Ich habe ein Programm (mit grafischer Oberfläche) geschrieben und möchte dabei noch was Spezielles programmieren. Kurz gesagt, ich habe ein Dateiverschlüsseler programmiert, das auf ein Kryptoalgorithmus basiert. Was ich will, ist dass der Benutzer auf eine Datei rechtsklicken kann und dort, neben der gewöhnlichen Liste mit "Öffnen", "Öffnen mit", "Löschen", "Umbenennen", "Eigenschaften" usw. auch zwei Einträge vorhanden sein sollen - Datei verschlüsseln bzw. Datei entschlüsseln.

Was ich also will ist durch Java neue Einträge in dem Windows Explorer Kontextmenü hinzuzufügen.

Na jetzt die Frage: wie macht man so was??  Ich habe gar keine Ahnung...

Danke!


----------



## Saxony (1. Okt 2008)

Hiho,

dazu muss man in der Registry unter HKEY_CLASSES_ROOT\Folder\Shell einen neuen Schlüssel anlegen.
Dem Default-Value dieses Schlüssel setzt du auf deine Anwendung und übergibst mit "%1" auch gleich die im Windows Explorer ausgewählte Datei als Startparameter deiner Anwendung.

In wie weit dies allerdings Sinn macht, so etwas OS spezifisches mit Java zu machen, sollte vorher hinterfragt werden. 

bye Saxony


----------



## The_S (1. Okt 2008)

Nunja, es macht schon Sinn. Bevor ich ne GUI mit C++ oder C programmiere, mach ich lieber nen Java-Prog außenrum und verwende nur native Schnittstelle über JNI oder eben die Registry - sofern das nötig ist. Außerdem bleibt ja immer noch die Möglichkeit dieses spezielle Feature für Windows-User anzubieten. User anderer Betriebssysteme haben dieses Feature eben nicht.

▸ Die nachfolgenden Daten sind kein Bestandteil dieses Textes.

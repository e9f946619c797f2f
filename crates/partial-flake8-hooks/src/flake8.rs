// Rust guideline compliant 2026-02-06

//! Linting through an external flake8 process.

use crate::sources::LintSource;
use partial_flake8_core::{parse_report, Error, HookConfig, LintFinding, Result};
use std::path::{Path, PathBuf};
use std::process::Command;
use tracing::{debug, warn};

/// Runs `<program> --config=<config> <file>` and parses its report.
#[derive(Debug, Clone)]
pub struct Flake8 {
    program: String,
    config: PathBuf,
}

impl Flake8 {
    /// Creates a runner for `program` using the configuration file at `config`.
    pub fn new(program: impl Into<String>, config: impl Into<PathBuf>) -> Self {
        Self {
            program: program.into(),
            config: config.into(),
        }
    }

    /// Creates a runner from the hook configuration, resolving paths against `repo_root`.
    pub fn from_config(config: &HookConfig, repo_root: &Path) -> Self {
        Self::new(config.linter.clone(), config.linter_config_path(repo_root))
    }

    /// Path of the linter configuration file.
    pub fn config_path(&self) -> &Path {
        &self.config
    }

    /// Runs the linter on `file` and returns its report.
    ///
    /// Exit status 0 (clean) and 1 (findings reported) are both successes.
    ///
    /// # Errors
    ///
    /// Returns an error if:
    /// - The configuration file does not exist
    /// - The linter cannot be spawned
    /// - The linter exits with any other status
    pub fn run(&self, file: &Path) -> Result<LintRun> {
        if !self.config.is_file() {
            return Err(Error::linter(format!(
                "configuration file {} not found",
                self.config.display()
            )));
        }

        debug!(
            program = %self.program,
            config = %self.config.display(),
            file = %file.display(),
            "running linter"
        );
        let output = Command::new(&self.program)
            .arg(format!("--config={}", self.config.display()))
            .arg(file)
            .output()
            .map_err(|e| Error::linter(format!("cannot run {}: {}", self.program, e)))?;

        let stdout = String::from_utf8_lossy(&output.stdout).into_owned();
        let stderr = String::from_utf8_lossy(&output.stderr).into_owned();

        let reported = match output.status.code() {
            Some(0) => false,
            Some(1) => true,
            code => {
                let status = code.map_or_else(|| "a signal".to_string(), |c| format!("status {c}"));
                return Err(Error::linter(format!(
                    "{} exited with {}: {}",
                    self.program,
                    status,
                    stderr.trim()
                )));
            }
        };

        Ok(LintRun {
            reported,
            stdout,
            stderr,
        })
    }
}

/// Output of one linter invocation.
#[derive(Debug, Clone)]
pub struct LintRun {
    /// The linter exited with status 1, claiming it found problems.
    pub reported: bool,
    pub stdout: String,
    pub stderr: String,
}

impl LintRun {
    /// Stdout followed by stderr, the way the linter's diagnostics are read.
    pub fn combined(&self) -> String {
        let mut combined = self.stdout.clone();
        if !combined.is_empty() && !combined.ends_with('\n') {
            combined.push('\n');
        }
        combined.push_str(&self.stderr);
        combined
    }
}

impl LintSource for Flake8 {
    fn findings(&self, file: &Path) -> Result<Vec<LintFinding>> {
        let run = self.run(file)?;
        let output = run.combined();
        let findings = parse_report(&output);

        // flake8 also exits 1 when it crashes, printing no diagnostics.
        if run.reported && findings.is_empty() {
            let detail = if run.stderr.trim().is_empty() {
                run.stdout.trim()
            } else {
                run.stderr.trim()
            };
            return Err(Error::linter(format!(
                "{} failed on {} without reporting diagnostics: {}",
                self.program,
                file.display(),
                detail
            )));
        }

        let lines = output.lines().filter(|l| !l.trim().is_empty()).count();
        if lines > findings.len() {
            warn!(
                file = %file.display(),
                skipped = lines - findings.len(),
                "skipped unparseable linter output lines"
            );
        }
        Ok(findings)
    }
}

Du kannst im Forum mal nach "Regor" suchen. thE_29 hat dazu einen sehr schönen Beitrag geschrieben.


----------



## moormaster (1. Okt 2008)

Hobbit_Im_Blutrausch hat gesagt.:
			
		

> Nunja, es macht schon Sinn. Bevor ich ne GUI mit C++ oder C programmiere, mach ich lieber nen Java-Prog außenrum



Wobei die GUI in C++ nicht notwendiger Weise komplizierter zu programmieren sein muss, als in Java (siehe z.B. Qt).


----------



## foobar (1. Okt 2008)

Anstatt JNI bietet sich auch JNA an: https://jna.dev.java.net/

Immer diese Akronyme ;-)


----------